Orignally published in WorldatWork
As work continues to evolve, job titles and job functions evolve with it. One such role that used to be commonplace at prominent organizations was that of chief marketing officer (CMO).
That job title, however, is undergoing a transformation or being dropped entirely, such as the case at notable companies like Uber and Lyft. While the popularity of the CMO title is diminishing, the role of an organization’s top marketer is increasing in importance, said Mari-Anne Kehler, chief marketing and strategy officer and partner at Green Hasson Janks.
“Eliminating or changing the CMO title enables the top marketer to take on important, cross-functional growth initiatives that typically would not fall in the CMO’s wheelhouse,” Kehler said.

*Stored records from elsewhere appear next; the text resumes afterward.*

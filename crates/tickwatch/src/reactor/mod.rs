// SPDX-License-Identifier: Apache-2.0 OR MIT
// Copyright (c) 2025-2026 naskel.com

//! Reactor-side plumbing for the timeout subsystem.
//!
//! The scheduling model is a cooperative split across exactly two roles, not
//! a thread pool:
//!
//! * the **producer** role ([`TimeoutWorker`]) only ever calls the
//!   non-mutating [`TimerManager::detect_expired`] - it decides how long to
//!   sleep and raises an [`ExpirySignal`] when a deadline has elapsed;
//! * the **consumer** role (the reactor loop, owned by the embedding
//!   application) waits on the signal and is the only role that mutates:
//!   `start`, `stop` and [`TimerManager::dispatch_expired`].
//!
//! [`TimerManager::detect_expired`]: crate::timer::TimerManager::detect_expired
//! [`TimerManager::dispatch_expired`]: crate::timer::TimerManager::dispatch_expired

pub mod wake;
pub mod worker;

pub use self::wake::ExpirySignal;
pub use self::worker::{TimeoutWorker, DEFAULT_POLL_QUANTUM};
// SPDX-License-Identifier: Apache-2.0 OR MIT
// Copyright (c) 2025-2026 naskel.com

//! Producer-role worker thread for the timeout subsystem.
//!
//! The worker loops over the non-mutating [`TimerManager::detect_expired`]:
//! when a deadline has already elapsed it raises the [`ExpirySignal`] so the
//! dispatching thread wakes up, otherwise it sleeps for the minimum of the
//! polling quantum and the distance to the next deadline. It never fires
//! timer logic itself.
//!
//! [`TimerManager::detect_expired`]: crate::timer::TimerManager::detect_expired

use std::io;
use std::sync::atomic::{AtomicBool, Ordering};
use std::sync::Arc;
use std::thread::{self, JoinHandle};
use std::time::Duration;

use crate::reactor::wake::ExpirySignal;
use crate::timer::TimerManager;

/// Default polling quantum: upper bound on how long the worker sleeps when no
/// deadline is close.
pub const DEFAULT_POLL_QUANTUM: Duration = Duration::from_millis(10);

/// Floor on worker naps so an imminent deadline cannot degrade the loop into
/// a busy spin.
const MIN_NAP: Duration = Duration::from_micros(200);

/// Handle to the running timeout worker thread.
///
/// When dropped, signals the thread to stop and joins it.
pub struct TimeoutWorker {
    stop_flag: Arc<AtomicBool>,
    handle: Option<JoinHandle<()>>,
}

impl TimeoutWorker {
    /// Spawn a worker polling `manager` with [`DEFAULT_POLL_QUANTUM`].
    pub fn spawn(manager: TimerManager, signal: Arc<ExpirySignal>) -> io::Result<Self> {
        Self::spawn_with_quantum(manager, signal, DEFAULT_POLL_QUANTUM)
    }

    /// Spawn a worker with an explicit polling quantum.
    ///
    /// The quantum bounds both the detection latency when new timers are
    /// started behind the worker's back and the shutdown latency of
    /// [`stop`](Self::stop).
    pub fn spawn_with_quantum(
        manager: TimerManager,
        signal: Arc<ExpirySignal>,
        quantum: Duration,
    ) -> io::Result<Self> {
        let stop_flag = Arc::new(AtomicBool::new(false));
        let stop = Arc::clone(&stop_flag);

        let handle = thread::Builder::new()
            .name("tickwatch-timeout".to_string())
            .spawn(move || worker_loop(&manager, &signal, &stop, quantum))?;

        Ok(Self {
            stop_flag,
            handle: Some(handle),
        })
    }

    /// Stop the worker and join its thread.
    pub fn stop(mut self) -> io::Result<()> {
        self.stop_flag.store(true, Ordering::Release);
        if let Some(handle) = self.handle.take() {
            handle
                .join()
                .map_err(|_| io::Error::other("timeout worker thread panicked"))?;
        }
        Ok(())
    }
}

impl Drop for TimeoutWorker {
    fn drop(&mut self) {
        self.stop_flag.store(true, Ordering::Release);
        if let Some(handle) = self.handle.take() {
            let _ = handle.join();
        }
    }
}

fn worker_loop(
    manager: &TimerManager,
    signal: &ExpirySignal,
    stop: &AtomicBool,
    quantum: Duration,
) {
    log::debug!("[TIMEOUT-WORKER] started quantum={:?}", quantum);

    while !stop.load(Ordering::Acquire) {
        let poll = manager.detect_expired();
        if poll.expired {
            // Something is due: wake the dispatching thread, then back off a
            // full quantum. Dispatch is the consumer's job; re-raising next
            // round is harmless if it has not caught up yet.
            signal.raise();
            thread::sleep(quantum);
        } else {
            thread::sleep(poll.sleep_budget(quantum).max(MIN_NAP));
        }
    }

    log::debug!("[TIMEOUT-WORKER] stopped");
}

Kehler asserts that amid the transition there lies opportunity for CMOs to influence the organization’s overall strategy. A key roadblock at the moment, however, is a misunderstanding of what marketing can actually do for an organization that is measurable.
Kehler said it’s incumbent upon the existing CMO (or role similar to that title) to establish what the needs and potential outcomes of marketing are and how those outcomes will be measured. It’s then the organization’s responsibility to utilize the position properly.
“With relatively high turnover for CMOs, and a shift toward an expectation to drive company growth, many CMOs don’t feel they have a seat at the strategic table,” Kehler said. “Smart companies understand that it’s a vastly different position than it was years ago, and the need to bring that person in to other functions is crucial to success on both sides.”
Continued technological advancements provide marketing with plenty of data at its disposal, which can greatly assist how the job is performed. However, Kehler noted that not everything within the job can be measured, which is why it’s important for the role to evolve into a more strategic one.
“My recommendation to CMOs is, to the degree that you can, seek to have ownership of strategy or a significant input on strategy for the organization,” Kehler said. “Otherwise, it’s really easy to be marginalized as someone who is tactically providing sales enablement. Or, perhaps implementing marketing strategy, but to have enterprise-wide impact on the P&L (profit and loss) of an organization is where it allows the marketer to have greater influence within the organization.”
To wit, in an interview with Forbes, Katharyn White, senior vice president and CMO of T-Systems, said the required marketing skills to perform today and in the future are changing. It requires a more multidisciplinary approach involving expertise in design, analytics, content and behaviors to fully drive the value equation.
David Ducic, vice president of marketing at WorldatWork, said today’s CMO needs to be highly analytical, data-driven, forward-thinking and customer-obsessed to succeed.
“They need to understand how branding, lead generation, integrated communication and competitive/market analysis not only shape the direction of marketing programs, but the organization as a whole,” Ducic said. “Yesterday’s marketing-speak — open rates, NPS, brand equity, engagement — is being replaced by broader organizational goals like revenue, growth, retention, net income and customer experience. CMOs who embrace this change will thrive in the brave new world of marketing; those who don’t will be left behind.”